Write out each line of the entries below that holds the word "AppError".

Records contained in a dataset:
- - -

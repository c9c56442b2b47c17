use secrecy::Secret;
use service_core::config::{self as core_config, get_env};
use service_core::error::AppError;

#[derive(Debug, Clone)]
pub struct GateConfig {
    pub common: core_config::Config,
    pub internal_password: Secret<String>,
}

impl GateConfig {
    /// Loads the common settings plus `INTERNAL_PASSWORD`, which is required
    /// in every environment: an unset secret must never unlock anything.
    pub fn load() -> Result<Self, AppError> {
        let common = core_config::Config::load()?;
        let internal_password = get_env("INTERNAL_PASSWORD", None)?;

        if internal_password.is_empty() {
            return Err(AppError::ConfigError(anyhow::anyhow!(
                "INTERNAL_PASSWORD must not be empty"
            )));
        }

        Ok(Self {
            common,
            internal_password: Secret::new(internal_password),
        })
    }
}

- - -

ANSWER BELOW:
use service_core::error::AppError;
    pub fn load() -> Result<Self, AppError> {
            return Err(AppError::ConfigError(anyhow::anyhow!(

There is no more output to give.